__What the task requires__:
Below are records; copy every line among them that contains the word "target".

__Provided information__:

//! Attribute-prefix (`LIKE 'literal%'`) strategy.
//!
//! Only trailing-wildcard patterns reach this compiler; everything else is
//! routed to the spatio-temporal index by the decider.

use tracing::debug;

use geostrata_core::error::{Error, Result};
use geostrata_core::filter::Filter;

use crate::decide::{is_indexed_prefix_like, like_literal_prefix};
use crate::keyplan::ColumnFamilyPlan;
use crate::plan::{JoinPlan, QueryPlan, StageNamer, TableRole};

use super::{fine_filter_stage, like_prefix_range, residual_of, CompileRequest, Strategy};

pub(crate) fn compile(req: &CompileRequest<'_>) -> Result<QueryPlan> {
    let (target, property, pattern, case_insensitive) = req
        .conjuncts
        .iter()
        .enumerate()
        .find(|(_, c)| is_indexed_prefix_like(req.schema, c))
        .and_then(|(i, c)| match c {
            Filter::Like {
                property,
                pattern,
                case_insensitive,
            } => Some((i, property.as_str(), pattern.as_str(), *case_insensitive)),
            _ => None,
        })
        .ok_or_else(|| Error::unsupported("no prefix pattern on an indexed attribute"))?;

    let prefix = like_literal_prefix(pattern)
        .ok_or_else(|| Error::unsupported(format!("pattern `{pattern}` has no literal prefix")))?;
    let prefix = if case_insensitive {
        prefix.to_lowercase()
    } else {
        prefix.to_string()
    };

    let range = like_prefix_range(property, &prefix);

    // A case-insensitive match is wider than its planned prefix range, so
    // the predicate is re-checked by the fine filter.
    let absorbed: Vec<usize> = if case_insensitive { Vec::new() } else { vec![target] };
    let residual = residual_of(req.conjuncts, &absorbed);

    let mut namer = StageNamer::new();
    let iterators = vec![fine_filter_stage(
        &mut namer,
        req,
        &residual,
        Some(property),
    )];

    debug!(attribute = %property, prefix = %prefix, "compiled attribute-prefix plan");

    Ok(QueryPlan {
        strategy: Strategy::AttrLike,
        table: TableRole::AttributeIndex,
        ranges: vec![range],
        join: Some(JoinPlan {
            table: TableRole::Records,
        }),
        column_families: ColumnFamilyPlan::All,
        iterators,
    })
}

__Problem solution__:
    let (target, property, pattern, case_insensitive) = req
    let absorbed: Vec<usize> = if case_insensitive { Vec::new() } else { vec![target] };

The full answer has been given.